The question seems really simple, but I've sat here for at least one hour now not figuring it out. I've tried different solutions, and read math formulas for it etc but it won't gives me the right answer when coding it! I made two different solutions for it, which both gives me the wrong answer. The first solution gives me 265334 while the second one gives me 232169. The answer is 233168, so the second solution is closer.
I should mention this is a question from Project Euler, the first one to be precise.
Here's my code. Any ideas what's wrong?
nums = [3, 5]
max = 999
result = 0
for num in nums:
for i in range(1,max):
if num*i < max:
result += num*i
print result
result = 0
for i in range(0,max):
if i%3 == 0 or i%5 == 0:
result += i
print result
You are overcomplicating things. You just need a list of numbers that are multiples of 3 or 5 which you can get easily with a list comprehension:
>>> [i for i in range(1000) if i % 3 == 0 or i % 5 == 0]
Then use sum to get the total:
>>> sum([i for i in range(1000) if i % 3 == 0 or i % 5 == 0])
<<< 233168
Or even better use a generator expression instead:
>>> sum(i for i in range(1000) if i % 3 == 0 or i % 5 == 0)
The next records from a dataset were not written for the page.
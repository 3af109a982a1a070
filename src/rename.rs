#[derive(Debug, thiserror::Error)]
pub enum Error {
    #[error("Column '{name}' is to be dropped but could not be found after renaming")]
    MissingColumn { name: String },
    #[error("Renaming produced the column '{name}' more than once")]
    DuplicateColumn { name: String },
}

/// Item codes of the cultural interests questionnaire, as group letter and amount of items in the group.
const ITEM_GROUPS: [(char, usize); 5] = [('A', 3), ('B', 3), ('C', 3), ('D', 3), ('E', 4)];

/// An ordered list of `(old name, new name)` pairs.
#[derive(Debug, Clone, PartialEq, Eq)]
pub struct Mapping {
    pairs: Vec<(String, String)>,
}

impl Mapping {
    pub fn new<Old, New>(pairs: impl IntoIterator<Item = (Old, New)>) -> Self
    where
        Old: Into<String>,
        New: Into<String>,
    {
        Mapping {
            pairs: pairs
                .into_iter()
                .map(|(old, new)| (old.into(), new.into()))
                .collect(),
        }
    }

    /// Return the new name for the column `old`, or `None` if it should keep its name.
    pub fn get(&self, old: &str) -> Option<&str> {
        self.pairs
            .iter()
            .find_map(|(from, to)| (from == old).then_some(to.as_str()))
    }

    /// Return a mapping which undoes the renames of this one.
    pub fn inverse(&self) -> Mapping {
        Mapping::new(self.pairs.iter().map(|(old, new)| (new.as_str(), old.as_str())))
    }

    pub fn iter(&self) -> impl Iterator<Item = (&str, &str)> + '_ {
        self.pairs.iter().map(|(old, new)| (old.as_str(), new.as_str()))
    }
}

/// The names used in the cultural interests ("chare") export, mapped to their short codes.
impl Default for Mapping {
    fn default() -> Self {
        let demographics = [
            ("codice_partecipante", "ID"),
            ("età", "Age"),
            ("Gnr", "Sex"),
            ("Istr", "Edu"),
        ]
        .map(|(old, new)| (old.to_owned(), new.to_owned()));
        let items = ITEM_GROUPS
            .iter()
            .flat_map(|&(group, count)| (1..=count).map(move |item| format!("{group}{item}")))
            .enumerate()
            .map(|(idx, code)| (format!("P_cultur_1_{}", idx + 1), code));
        let average = ("Media Interessi Culturali".to_owned(), "Avg Chare".to_owned());

        Mapping::new(
            demographics
                .into_iter()
                .chain(items)
                .chain(std::iter::once(average)),
        )
    }
}

#[derive(Clone, Debug)]
pub struct Options {
    pub mapping: Mapping,
    /// Columns to remove after renaming, by their new name.
    pub drop_columns: Vec<String>,
}

impl Default for Options {
    fn default() -> Self {
        Options {
            mapping: Mapping::default(),
            drop_columns: vec!["Avg Chare".into()],
        }
    }
}

pub(crate) mod function {
    use crate::rename::{Error, Options};
    use crate::Table;
    use std::collections::HashSet;

    /// Rename the columns of `table` according to `mapping` and remove the `drop_columns` thereafter.
    ///
    /// Columns not in the mapping keep their name, and mapped names without a column are ignored.
    pub fn rename(
        mut table: Table,
        Options {
            mapping,
            drop_columns,
        }: Options,
    ) -> Result<Table, Error> {
        for name in table.headers_mut() {
            if let Some(new_name) = mapping.get(name) {
                *name = new_name.to_owned();
            }
        }

        let mut seen = HashSet::new();
        if let Some(name) = table.headers().iter().find(|name| !seen.insert(*name)) {
            return Err(Error::DuplicateColumn { name: name.clone() });
        }

        for name in drop_columns {
            if table.remove_column(&name).is_none() {
                return Err(Error::MissingColumn { name });
            }
            log::debug!("Dropped column '{name}'");
        }
        Ok(table)
    }
}
use crate::{rename, scores, sheet};
use std::path::PathBuf;

pub const DEFAULT_CHARE_PATH: &str = "survey-2406/rawdata/chare.xlsx";
pub const DEFAULT_GENERAL_PATH: &str = "survey-2406/rawdata/general.xlsx";
pub const DEFAULT_OUTPUT_PATH: &str = "survey-2406/chare_clean.xlsx";

#[derive(Debug, thiserror::Error)]
pub enum Error {
    #[error("Could not load the {kind} table from '{path}'")]
    Load {
        kind: &'static str,
        path: PathBuf,
        source: sheet::Error,
    },
    #[error("Could not save the merged table to '{path}'")]
    Save { path: PathBuf, source: sheet::Error },
    #[error(transparent)]
    Rename(#[from] rename::Error),
    #[error(transparent)]
    Scores(#[from] scores::Error),
}

/// The locations of the input spreadsheets and of the merged output.
#[derive(Clone, Debug)]
pub struct Paths {
    /// The cultural interests answers, one row per participant.
    pub chare: PathBuf,
    /// The general questionnaire, with one row per participant among many other columns.
    pub general: PathBuf,
    pub output: PathBuf,
}

impl Default for Paths {
    fn default() -> Self {
        Paths {
            chare: DEFAULT_CHARE_PATH.into(),
            general: DEFAULT_GENERAL_PATH.into(),
            output: DEFAULT_OUTPUT_PATH.into(),
        }
    }
}

#[derive(Clone, Debug, Default)]
pub struct Options {
    pub rename: rename::Options,
    pub scores: scores::Options,
}

pub(crate) mod function {
    use crate::pipeline::{Error, Options, Paths};
    use crate::{sheet, Table};
    use std::path::Path;

    /// Load both tables, merge them with [`transform()`] and write the result to `paths.output` once.
    ///
    /// The merged table is returned as well.
    pub fn run(
        Paths {
            chare,
            general,
            output,
        }: &Paths,
        options: Options,
    ) -> Result<Table, Error> {
        let chare = load(chare, "chare")?;
        let general = load(general, "general")?;

        let table = transform(chare, &general, options)?;
        sheet::write(&table, output).map_err(|source| Error::Save {
            path: output.clone(),
            source,
        })?;
        log::info!(
            "Wrote {} participants with {} columns to '{}'",
            table.len(),
            table.headers().len(),
            output.display()
        );
        Ok(table)
    }

    /// Rename the columns of `chare` and extend it with the art scores taken from `general`.
    pub fn transform(
        chare: Table,
        general: &Table,
        Options { rename, scores }: Options,
    ) -> Result<Table, Error> {
        let table = crate::rename(chare, rename)?;
        Ok(crate::derive_scores(table, general, scores)?)
    }

    fn load(path: &Path, kind: &'static str) -> Result<Table, Error> {
        let table = sheet::read(path).map_err(|source| Error::Load {
            kind,
            path: path.to_owned(),
            source,
        })?;
        log::info!(
            "Loaded {} rows with {} columns of the {kind} table from '{}'",
            table.len(),
            table.headers().len(),
            path.display()
        );
        Ok(table)
    }
}
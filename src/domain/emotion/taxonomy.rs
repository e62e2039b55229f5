//! The closed twelve-emotion taxonomy.
//!
//! The set mirrors the DBT-oriented emotion vocabulary the engine classifies
//! against. It is deliberately closed: every vector carries all twelve keys,
//! and score maps naming anything else are rejected at construction.

use serde::{Deserialize, Serialize};
use std::fmt;
use std::str::FromStr;

use crate::domain::foundation::ValidationError;

/// One of the twelve tracked emotions.
#[derive(Debug, Clone, Copy, PartialEq, Eq, PartialOrd, Ord, Hash, Serialize, Deserialize)]
#[serde(rename_all = "snake_case")]
pub enum Emotion {
    Emptiness,
    Shame,
    Agitation,
    SelfHarmImpulse,
    Anger,
    Sadness,
    Anxiety,
    Fear,
    Disgust,
    Guilt,
    Loneliness,
    Hopelessness,
}

/// Fixed tie-break order for dominant-emotion resolution, most
/// crisis-relevant first. Ties in an argmax resolve toward the earlier
/// entry so ambiguity always escalates, never hides.
pub const CRISIS_PRIORITY: [Emotion; 12] = [
    Emotion::SelfHarmImpulse,
    Emotion::Hopelessness,
    Emotion::Agitation,
    Emotion::Emptiness,
    Emotion::Shame,
    Emotion::Sadness,
    Emotion::Anxiety,
    Emotion::Fear,
    Emotion::Anger,
    Emotion::Disgust,
    Emotion::Guilt,
    Emotion::Loneliness,
];

impl Emotion {
    /// All twelve emotions in declaration order.
    pub const ALL: [Emotion; 12] = [
        Emotion::Emptiness,
        Emotion::Shame,
        Emotion::Agitation,
        Emotion::SelfHarmImpulse,
        Emotion::Anger,
        Emotion::Sadness,
        Emotion::Anxiety,
        Emotion::Fear,
        Emotion::Disgust,
        Emotion::Guilt,
        Emotion::Loneliness,
        Emotion::Hopelessness,
    ];

    /// Stable array index for vector storage.
    pub fn index(&self) -> usize {
        Self::ALL.iter().position(|e| e == self).unwrap_or(0)
    }

    /// Snake-case wire name, matching external score map keys.
    pub fn name(&self) -> &'static str {
        match self {
            Emotion::Emptiness => "emptiness",
            Emotion::Shame => "shame",
            Emotion::Agitation => "agitation",
            Emotion::SelfHarmImpulse => "self_harm_impulse",
            Emotion::Anger => "anger",
            Emotion::Sadness => "sadness",
            Emotion::Anxiety => "anxiety",
            Emotion::Fear => "fear",
            Emotion::Disgust => "disgust",
            Emotion::Guilt => "guilt",
            Emotion::Loneliness => "loneliness",
            Emotion::Hopelessness => "hopelessness",
        }
    }
}

impl fmt::Display for Emotion {
    fn fmt(&self, f: &mut fmt::Formatter<'_>) -> fmt::Result {
        write!(f, "{}", self.name())
    }
}

impl FromStr for Emotion {
    type Err = ValidationError;

    fn from_str(s: &str) -> Result<Self, Self::Err> {
        Emotion::ALL
            .iter()
            .find(|e| e.name() == s)
            .copied()
            .ok_or_else(|| ValidationError::unknown_emotion(s))
    }
}
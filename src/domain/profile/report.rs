//! ProfileReport - analytics derived from retained history only.
//!
//! Every figure here is computed from what the profile currently holds.
//! Insufficient data yields neutral defaults, never errors.

use serde::{Deserialize, Serialize};
use std::collections::BTreeMap;

use crate::domain::emotion::Emotion;
use crate::domain::foundation::{Timestamp, UserId};

use super::profile::{HistoryEntry, Personality, UserProfile};

/// Entries required before trend and cycle figures are reported.
const MIN_TREND_ENTRIES: usize = 3;
const MIN_CYCLE_ENTRIES: usize = 6;

/// History window for trend, stability, and warning derivation.
const RECENT_WINDOW: usize = 20;

/// Volatility threshold on the load standard deviation.
const VOLATILE_STD: f64 = 0.15;

/// Slope magnitude below which the trend counts as stable.
const STABLE_SLOPE: f64 = 0.01;

#[derive(Debug, Clone, Copy, PartialEq, Eq, Serialize, Deserialize)]
#[serde(rename_all = "snake_case")]
pub enum TrendDirection {
    Rising,
    Falling,
    Stable,
    Volatile,
}

/// Least-squares trend over the recent negative-load series.
#[derive(Debug, Clone, PartialEq, Serialize, Deserialize)]
pub struct Trend {
    pub direction: TrendDirection,
    /// Load change per interaction.
    pub slope: f64,
    /// Grows with the amount of history backing the figure, capped at 1.0.
    pub confidence: f64,
}

impl Default for Trend {
    fn default() -> Self {
        Self {
            direction: TrendDirection::Stable,
            slope: 0.0,
            confidence: 0.0,
        }
    }
}

/// Time-of-day and weekday aggregation over retained history.
#[derive(Debug, Clone, PartialEq, Default, Serialize, Deserialize)]
pub struct Cycles {
    /// UTC hour with the highest mean load.
    pub peak_hour: Option<u32>,
    /// UTC hour with the lowest mean load.
    pub low_hour: Option<u32>,
    pub peak_weekday: Option<String>,
    /// Dispersion across hourly bucket means; 0.0 means no daily pattern.
    pub strength: f64,
}

/// Derived analytics snapshot for one user.
#[derive(Debug, Clone, PartialEq, Serialize, Deserialize)]
pub struct ProfileReport {
    pub user_id: UserId,
    pub baseline: BTreeMap<Emotion, f64>,
    pub trend: Trend,
    pub cycles: Cycles,
    /// Historical crisis ratio, a crude forward-looking probability.
    pub risk_prediction_probability: f64,
    pub early_warning_signals: Vec<String>,
    pub personality: Personality,
    /// 1.0 means settled arousal; falls with arousal dispersion.
    pub stability_score: f64,
    pub total_interactions: u64,
    pub crisis_count: u64,
    pub intervention_count: u64,
    pub generated_at: Timestamp,
}

impl ProfileReport {
    pub fn from_profile(profile: &UserProfile) -> Self {
        let recent: Vec<&HistoryEntry> = profile.recent_history(RECENT_WINDOW).collect();
        let loads: Vec<f64> = recent.iter().map(|e| entry_load(e)).collect();

        let trend = derive_trend(&loads);
        let cycles = derive_cycles(profile);
        let stability_score = derive_stability(&recent);
        let risk_prediction_probability = if profile.total_interactions == 0 {
            0.0
        } else {
            (profile.crisis_count as f64 / profile.total_interactions as f64).clamp(0.0, 1.0)
        };
        let early_warning_signals = derive_warnings(&trend, &loads, &recent);

        Self {
            user_id: profile.user_id.clone(),
            baseline: Emotion::ALL
                .iter()
                .map(|e| (*e, profile.baseline(*e)))
                .collect(),
            trend,
            cycles,
            risk_prediction_probability,
            early_warning_signals,
            personality: profile.personality,
            stability_score,
            total_interactions: profile.total_interactions,
            crisis_count: profile.crisis_count,
            intervention_count: profile.intervention_count,
            generated_at: Timestamp::now(),
        }
    }
}

/// Negative load of one retained entry: the peak emotion intensity.
fn entry_load(entry: &HistoryEntry) -> f64 {
    entry.assessment.vector.peak_intensity().value()
}

fn mean_of(values: &[f64]) -> f64 {
    if values.is_empty() {
        0.0
    } else {
        values.iter().sum::<f64>() / values.len() as f64
    }
}

fn std_dev(values: &[f64]) -> f64 {
    if values.len() < 2 {
        return 0.0;
    }
    let mean = mean_of(values);
    (values.iter().map(|v| (v - mean).powi(2)).sum::<f64>() / values.len() as f64).sqrt()
}

/// Least-squares slope over evenly spaced observations.
fn least_squares_slope(values: &[f64]) -> f64 {
    let n = values.len() as f64;
    let x_mean = (n - 1.0) / 2.0;
    let y_mean = mean_of(values);
    let mut num = 0.0;
    let mut den = 0.0;
    for (i, y) in values.iter().enumerate() {
        let dx = i as f64 - x_mean;
        num += dx * (y - y_mean);
        den += dx * dx;
    }
    if den == 0.0 {
        0.0
    } else {
        num / den
    }
}

fn derive_trend(loads: &[f64]) -> Trend {
    if loads.len() < MIN_TREND_ENTRIES {
        return Trend::default();
    }
    let slope = least_squares_slope(loads);

    // Volatility is scatter around the fitted line, so a clean steep rise
    // still reads as rising rather than volatile.
    let x_mean = (loads.len() as f64 - 1.0) / 2.0;
    let y_mean = mean_of(loads);
    let residuals: Vec<f64> = loads
        .iter()
        .enumerate()
        .map(|(i, y)| y - (y_mean + slope * (i as f64 - x_mean)))
        .collect();

    let direction = if std_dev(&residuals) > VOLATILE_STD {
        TrendDirection::Volatile
    } else if slope > STABLE_SLOPE {
        TrendDirection::Rising
    } else if slope < -STABLE_SLOPE {
        TrendDirection::Falling
    } else {
        TrendDirection::Stable
    };
    Trend {
        direction,
        slope,
        confidence: (loads.len() as f64 / RECENT_WINDOW as f64).min(1.0),
    }
}

fn derive_cycles(profile: &UserProfile) -> Cycles {
    if profile.history_len() < MIN_CYCLE_ENTRIES {
        return Cycles::default();
    }

    let mut hour_buckets: BTreeMap<u32, Vec<f64>> = BTreeMap::new();
    let mut weekday_buckets: BTreeMap<u8, Vec<f64>> = BTreeMap::new();
    for entry in profile.history() {
        let load = entry_load(entry);
        hour_buckets
            .entry(entry.timestamp.hour_of_day())
            .or_default()
            .push(load);
        weekday_buckets
            .entry(entry.timestamp.weekday().num_days_from_monday() as u8)
            .or_default()
            .push(load);
    }

    let hour_means: Vec<(u32, f64)> = hour_buckets
        .iter()
        .map(|(hour, loads)| (*hour, mean_of(loads)))
        .collect();
    let peak_hour = hour_means
        .iter()
        .max_by(|a, b| a.1.total_cmp(&b.1))
        .map(|(h, _)| *h);
    let low_hour = hour_means
        .iter()
        .min_by(|a, b| a.1.total_cmp(&b.1))
        .map(|(h, _)| *h);
    let peak_weekday = weekday_buckets
        .iter()
        .map(|(day, loads)| (*day, mean_of(loads)))
        .max_by(|a, b| a.1.total_cmp(&b.1))
        .map(|(day, _)| weekday_name(day).to_string());

    let means: Vec<f64> = hour_means.iter().map(|(_, m)| *m).collect();
    Cycles {
        peak_hour,
        low_hour,
        peak_weekday,
        strength: std_dev(&means).clamp(0.0, 1.0),
    }
}

fn weekday_name(num_from_monday: u8) -> &'static str {
    match num_from_monday {
        0 => "Monday",
        1 => "Tuesday",
        2 => "Wednesday",
        3 => "Thursday",
        4 => "Friday",
        5 => "Saturday",
        _ => "Sunday",
    }
}

fn derive_stability(recent: &[&HistoryEntry]) -> f64 {
    if recent.len() < 2 {
        return 0.5;
    }
    let arousals: Vec<f64> = recent
        .iter()
        .map(|e| e.assessment.vector.arousal().value())
        .collect();
    (1.0 - std_dev(&arousals) / 0.5).clamp(0.0, 1.0)
}

fn derive_warnings(trend: &Trend, loads: &[f64], recent: &[&HistoryEntry]) -> Vec<String> {
    let mut warnings = Vec::new();
    if trend.direction == TrendDirection::Rising {
        warnings.push("rising negative trend".to_string());
    }
    if loads.len() >= MIN_TREND_ENTRIES && mean_of(loads) > 0.25 {
        warnings.push("sustained negative load".to_string());
    }
    if trend.direction == TrendDirection::Volatile {
        warnings.push("high volatility".to_string());
    }
    let impulse_hits = recent
        .iter()
        .filter(|e| e.assessment.vector.get(Emotion::SelfHarmImpulse).value() >= 0.5)
        .count();
    if impulse_hits >= 2 {
        warnings.push("repeated self-harm impulse".to_string());
    }
    warnings
}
Or even better better (courtesy Exelian):
>>> sum(set(list(range(0, 1000, 3)) + list(range(0, 1000, 5))))
range(k,max) does not include max, so you're really checking up to and including 998 (while 999 is a multiple of 3). Use range(1,1000) instead.
I like this the most:
def divisibles(below, *divisors):
return (n for n in xrange(below) if 0 in (n % d for d in divisors))
print sum(divisibles(1000, 3, 5))
The problem with your first solution is that it double-counts multiples of 15 (because they are multiples of both 3 and 5).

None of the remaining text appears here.